▶ **TASK PROMPT**
Copy out all the lines of the data that hold the word "LibraryError".

▶ **GIVEN DATA**
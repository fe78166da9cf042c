//! Application configuration.

use crate::consts::cli_consts::api;
use serde::{Deserialize, Serialize};
use std::{
    fs,
    path::{Path, PathBuf},
};

/// Returns the path of the configuration file, `~/.library-dashboard/config.json`.
pub fn get_config_path() -> Result<PathBuf, std::io::Error> {
    let home_path = home::home_dir().ok_or(std::io::Error::new(
        std::io::ErrorKind::NotFound,
        "Home directory not found",
    ))?;
    Ok(home_path.join(".library-dashboard").join("config.json"))
}

#[derive(Serialize, Deserialize, Debug, Clone, PartialEq, Eq)]
pub struct Config {
    /// Base URL of the library REST API, e.g. `http://localhost:8000/api/`.
    pub api_url: String,
}

impl Config {
    /// Create Config with the given API base URL.
    pub fn new(api_url: String) -> Self {
        Config { api_url }
    }

    /// Loads configuration from a JSON file at the given path.
    ///
    /// # Errors
    /// Returns an `std::io::Error` if reading from file fails or JSON is invalid.
    pub fn load_from_file(path: &Path) -> Result<Self, std::io::Error> {
        let buf = fs::read(path)?;
        let config: Config = serde_json::from_slice(&buf)
            .map_err(|e| std::io::Error::new(std::io::ErrorKind::InvalidData, e))?;
        Ok(config)
    }

    /// Saves the configuration to a JSON file at the given path.
    ///
    /// Directories will be created if they don't exist. This method overwrites existing files.
    ///
    /// # Errors
    /// Returns an `std::io::Error` if writing to file fails or serialization fails.
    pub fn save(&self, path: &Path) -> Result<(), std::io::Error> {
        if let Some(parent) = path.parent() {
            fs::create_dir_all(parent)?;
        }
        let json = serde_json::to_string_pretty(self).map_err(|e| {
            std::io::Error::new(
                std::io::ErrorKind::InvalidData,
                format!("Serialization failed: {}", e),
            )
        })?;
        fs::write(path, json)?;
        Ok(())
    }

    /// Removes the configuration file. A missing file is not an error.
    pub fn clear(path: &Path) -> Result<(), std::io::Error> {
        match fs::remove_file(path) {
            Ok(()) => Ok(()),
            Err(e) if e.kind() == std::io::ErrorKind::NotFound => Ok(()),
            Err(e) => Err(e),
        }
    }
}

/// Picks the API base URL: explicit value first, then the config file, then the default.
///
/// An unreadable config file is treated as absent.
pub fn resolve_api_url(explicit: Option<String>, config_path: &Path) -> String {
    if let Some(url) = explicit.filter(|u| !u.trim().is_empty()) {
        return url;
    }
    if config_path.exists() {
        if let Ok(config) = Config::load_from_file(config_path) {
            if !config.api_url.trim().is_empty() {
                return config.api_url;
            }
        }
    }
    api::DEFAULT_BASE_URL.to_string()
}
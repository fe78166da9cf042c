//! Error handling for the library API module

use thiserror::Error;

#[derive(Debug, Error)]
pub enum LibraryError {
    /// Transport failure: connection refused, timeout, TLS, and so on.
    #[error("Network error: {0}")]
    Network(#[from] reqwest::Error),

    /// The backend answered with a non-2xx status.
    #[error("HTTP error with status {status}: {message}")]
    Http { status: u16, message: String },

    /// The response body was not the JSON we expected.
    #[error("Decoding error: {0}")]
    Decode(#[from] serde_json::Error),
}

impl LibraryError {
    pub async fn from_response(response: reqwest::Response) -> LibraryError {
        let status = response.status().as_u16();
        let message = response
            .text()
            .await
            .unwrap_or_else(|_| "Failed to read response text".to_string());

        LibraryError::Http { status, message }
    }
}
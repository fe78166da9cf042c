// Module declarations
mod app;
pub mod dashboard;
pub mod splash;
// Re-exports for external use
pub use app::{App, UIConfig, run};
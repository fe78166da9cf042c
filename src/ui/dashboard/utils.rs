//! Dashboard utility functions
//!
//! Contains helper functions used across dashboard components

use crate::events::Source;
use ratatui::layout::{Constraint, Direction, Layout, Rect};
use ratatui::prelude::Color;

/// Get a ratatui color for an event based on where it came from
pub fn get_source_color(source: &Source) -> Color {
    match source {
        Source::Stats => Color::Cyan,
        Source::Books => Color::Yellow,
        Source::Circulation => Color::Green,
    }
}

/// Format compact timestamp with date and time from full timestamp
pub fn format_compact_timestamp(timestamp: &str) -> String {
    // Extract from "YYYY-MM-DD HH:MM:SS" format
    if let Some((date_part, time_part)) = timestamp.split_once(' ') {
        if let (Some(month_day), Some(hour_min)) = (date_part.get(5..10), time_part.get(0..5)) {
            return format!("{} {}", month_day, hour_min);
        }
    }
    timestamp.to_string()
}

/// Clean HTTP error messages
pub fn clean_http_error_message(msg: &str) -> String {
    // Replace verbose reqwest error patterns with cleaner messages
    if msg.contains("Network error") && msg.contains("timed out") {
        return "Request timed out - press R to retry".to_string();
    }
    if msg.contains("Network error") && msg.contains("error sending request") {
        return "Backend unreachable - press R to retry".to_string();
    }
    msg.to_string()
}

/// A rectangle of the given percentage size centred in `area`.
pub fn centered_rect(percent_x: u16, percent_y: u16, area: Rect) -> Rect {
    let vertical = Layout::default()
        .direction(Direction::Vertical)
        .constraints([
            Constraint::Percentage((100 - percent_y) / 2),
            Constraint::Percentage(percent_y),
            Constraint::Percentage((100 - percent_y) / 2),
        ])
        .split(area);

    Layout::default()
        .direction(Direction::Horizontal)
        .constraints([
            Constraint::Percentage((100 - percent_x) / 2),
            Constraint::Percentage(percent_x),
            Constraint::Percentage((100 - percent_x) / 2),
        ])
        .split(vertical[1])[1]
}

#[cfg(test)]
mod tests {
    use super::*;

    #[test]
    fn test_format_compact_timestamp() {
        assert_eq!(format_compact_timestamp("2024-03-09 14:05:59"), "03-09 14:05");
        assert_eq!(format_compact_timestamp("garbage"), "garbage");
    }

    #[test]
    fn test_clean_http_error_message() {
        assert_eq!(
            clean_http_error_message(
                "Error fetching books: Network error: error sending request for url (http://x/)"
            ),
            "Backend unreachable - press R to retry"
        );
        assert_eq!(clean_http_error_message("Loaded 3 books"), "Loaded 3 books");
    }

    #[test]
    fn test_centered_rect_stays_inside_area() {
        let area = Rect::new(0, 0, 100, 50);
        let popup = centered_rect(60, 20, area);
        assert!(popup.x >= area.x && popup.right() <= area.right());
        assert!(popup.y >= area.y && popup.bottom() <= area.bottom());
        assert_eq!(popup.width, 60);
    }
}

▶ **ANSWER SPACE**
pub enum LibraryError {
impl LibraryError {
    pub async fn from_response(response: reqwest::Response) -> LibraryError {
        LibraryError::Http { status, message }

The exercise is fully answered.